Consider the beaver: our mascot and nature’s engineer. It modifies its environment, but in a controlled and sustainable manner, causing no detriment to its cohabitants.  Okay, the beaver may cause detriment to native flora and fauna when introduced as an invasive species, but for the most part life goes on around a beaver’s dam. Likewise, we humans used to modify our environment in controlled, sustainable manners.  But our numbers were far, far fewer then. As our societies grew, we effected change upon our environment at increasing scales. Technological advancements spared us a Malthusian catastrophe at the cost of most of life on earth. Our species achieved this by sharing knowledge through science and language throughout the ages, these media evolving alongside our civilizations.  For that is humankind’s greatest strength: the ability to teach, learn, and collaborate.

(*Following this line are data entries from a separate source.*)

//! Modularity of a partition:
//!
//! ```text
//! Q = (1 / 2m) × Σ_c [ e_c − γ · d_c² / 2m ]
//! ```
//!
//! m is the total edge weight, e_c the weight of edges inside community c
//! counted from both endpoints (a self-loop of weight w adds 2w), d_c the sum
//! of weighted degrees in c. A graph without edge weight has no modularity
//! signal and scores 0.

use crate::error::{CommunityError, Result};
use crate::graph::{validate_edge_weights, validate_partition, GraphView};
use crate::types::CommID;

/// Check that the resolution is a positive finite number.
pub(crate) fn validate_resolution(resolution: f64) -> Result<()> {
    if !resolution.is_finite() || resolution <= 0.0 {
        return Err(CommunityError::InvalidParameter(format!(
            "resolution must be positive, got {}",
            resolution
        )));
    }
    Ok(())
}

/// Modularity of `partition` under resolution `resolution`.
///
/// `partition[v]` is the community of vertex v and must be below the vertex count.
pub fn modularity<G: GraphView + ?Sized>(
    graph: &G,
    partition: &[CommID],
    weights: Option<&[f64]>,
    resolution: f64,
) -> Result<f64> {
    validate_resolution(resolution)?;
    validate_partition(graph.vertex_count(), partition)?;
    let weights = validate_edge_weights(graph, weights)?;

    let total_weight: f64 = weights.iter().sum();
    if total_weight <= 0.0 {
        return Ok(0.0);
    }

    let mut internal = vec![0.0f64; graph.vertex_count()];
    let mut degree = vec![0.0f64; graph.vertex_count()];
    for (edge, &weight) in weights.iter().enumerate() {
        let (u, v) = graph.edge_endpoints(edge);
        let (cu, cv) = (partition[u as usize] as usize, partition[v as usize] as usize);
        degree[cu] += weight;
        degree[cv] += weight;
        if cu == cv {
            internal[cu] += 2.0 * weight;
        }
    }

    let two_m = 2.0 * total_weight;
    let q = internal
        .iter()
        .zip(degree.iter())
        .map(|(e_c, d_c)| e_c - resolution * d_c * d_c / two_m)
        .sum::<f64>();
    Ok(q / two_m)
}
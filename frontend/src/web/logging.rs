//! 核心库 `tracing` 事件输出到浏览器控制台

use tracing_subscriber::filter::LevelFilter;
use tracing_subscriber::prelude::*;
use tracing_web::MakeWebConsoleWriter;

/// 调试构建输出 debug（含每个请求的日志），发布构建只保留 info 及以上
pub fn max_level() -> LevelFilter {
    if cfg!(debug_assertions) {
        LevelFilter::DEBUG
    } else {
        LevelFilter::INFO
    }
}

/// 安装全局订阅者；重复调用时保留第一次安装的订阅者
pub fn init_logging() {
    let fmt_layer = tracing_subscriber::fmt::layer()
        .with_ansi(false)
        .without_time()
        .with_writer(MakeWebConsoleWriter::new())
        .with_filter(max_level());

    if tracing_subscriber::registry()
        .with(fmt_layer)
        .try_init()
        .is_err()
    {
        log_error!("[Logging] a tracing subscriber is already installed");
    }
}

#[cfg(test)]
mod tests {
    use super::*;

    #[test]
    fn debug_builds_keep_request_logs() {
        // request start/finish events are emitted at debug level
        assert_eq!(max_level() >= LevelFilter::DEBUG, cfg!(debug_assertions));
    }
}
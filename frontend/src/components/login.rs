use crate::api::auth_service;
use crate::auth::use_auth;
use crate::components::{ErrorAlert, FieldError};
use crate::web::router::use_router;
use leptos::prelude::*;
use leptos::task::spawn_local;
use rentease::forms::FormState;
use rentease::navigation::return_url_from_query;
use rentease::validation::{validate_phone, validate_required};
use rentease::Navigator;

const FIELD_PHONE: &str = "phone";
const FIELD_PASSWORD: &str = "password";

#[component]
pub fn LoginPage() -> impl IntoView {
    let auth = use_auth();
    let router = use_router();

    let form = RwSignal::new(
        FormState::new()
            .with_field(FIELD_PHONE, vec![validate_phone])
            .with_field(FIELD_PASSWORD, vec![validate_required]),
    );
    let (is_submitting, set_is_submitting) = signal(false);
    let (error_msg, set_error_msg) = signal(Option::<String>::None);

    let on_submit = move |ev: leptos::web_sys::SubmitEvent| {
        ev.prevent_default();
        form.update(|f| f.touch_all());
        if !form.with_untracked(|f| f.is_valid()) {
            return;
        }

        let phone = form.with_untracked(|f| f.value(FIELD_PHONE).to_string());
        let password = form.with_untracked(|f| f.value(FIELD_PASSWORD).to_string());
        set_is_submitting.set(true);
        set_error_msg.set(None);

        spawn_local(async move {
            match auth_service(router).login(&phone, &password).await {
                Ok(user) => {
                    auth.refresh();
                    let current = router.current_url();
                    let target = current
                        .split_once('?')
                        .and_then(|(_, query)| return_url_from_query(query))
                        .unwrap_or_else(|| user.role.dashboard_path().to_string());
                    log_info!("[Login] signed in as {}, continuing to {}", user.role, target);
                    router.navigate(&target);
                }
                Err(e) => set_error_msg.set(Some(e.message)),
            }
            set_is_submitting.set(false);
        });
    };

    view! {
        <div class="hero min-h-screen bg-base-200">
            <div class="hero-content flex-col w-full max-w-md">
                <h1 class="text-3xl font-bold">"Welcome back to RentEase"</h1>
                <div class="card shrink-0 w-full shadow-2xl bg-base-100">
                    <form class="card-body" on:submit=on_submit>
                        <ErrorAlert message=error_msg />

                        <div class="form-control">
                            <label class="label" for="phone">
                                <span class="label-text">"Phone number"</span>
                            </label>
                            <label class="input input-bordered flex items-center gap-2">
                                "+254"
                                <input
                                    id="phone"
                                    type="tel"
                                    placeholder="712345678"
                                    class="grow"
                                    on:input=move |ev| form.update(|f| f.set(FIELD_PHONE, event_target_value(&ev)))
                                    on:blur=move |_| form.update(|f| f.touch(FIELD_PHONE))
                                    prop:value=move || form.with(|f| f.value(FIELD_PHONE).to_string())
                                />
                            </label>
                            <FieldError error=Signal::derive(move || form.with(|f| f.error_for(FIELD_PHONE))) />
                        </div>
                        <div class="form-control">
                            <label class="label" for="password">
                                <span class="label-text">"Password"</span>
                            </label>
                            <input
                                id="password"
                                type="password"
                                class="input input-bordered"
                                on:input=move |ev| form.update(|f| f.set(FIELD_PASSWORD, event_target_value(&ev)))
                                on:blur=move |_| form.update(|f| f.touch(FIELD_PASSWORD))
                                prop:value=move || form.with(|f| f.value(FIELD_PASSWORD).to_string())
                            />
                            <FieldError error=Signal::derive(move || form.with(|f| f.error_for(FIELD_PASSWORD))) />
                        </div>
                        <div class="flex justify-between text-sm">
                            <a class="link" on:click=move |_| router.navigate("/forgot-password")>"Forgot password?"</a>
                            <a class="link" on:click=move |_| router.navigate("/register")>"Create an account"</a>
                        </div>
                        <div class="form-control mt-6">
                            <button class="btn btn-primary" disabled=move || is_submitting.get()>
                                {move || if is_submitting.get() { "Signing in..." } else { "Sign in" }}
                            </button>
                        </div>
                    </form>
                </div>
            </div>
        </div>
    }
}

With this, we have shaped much of the earth to our will, and yet we have so far to go.

I do not know how, but I do believe we will find a way to make peace with nature, to harmonize urban development with ecological preservation.  A key element, I believe, is somehow economically incentivizing sustainability in every industry.  It sounds like a no-brainer, because sustainability means less waste and less waste means saving money. I am almost frightened to say that institutions far greater than I have tipped the scales against sustainability decades before I drew breath. We need a global shift. Something at a far greater scale than banning plastic products.

Heat islands.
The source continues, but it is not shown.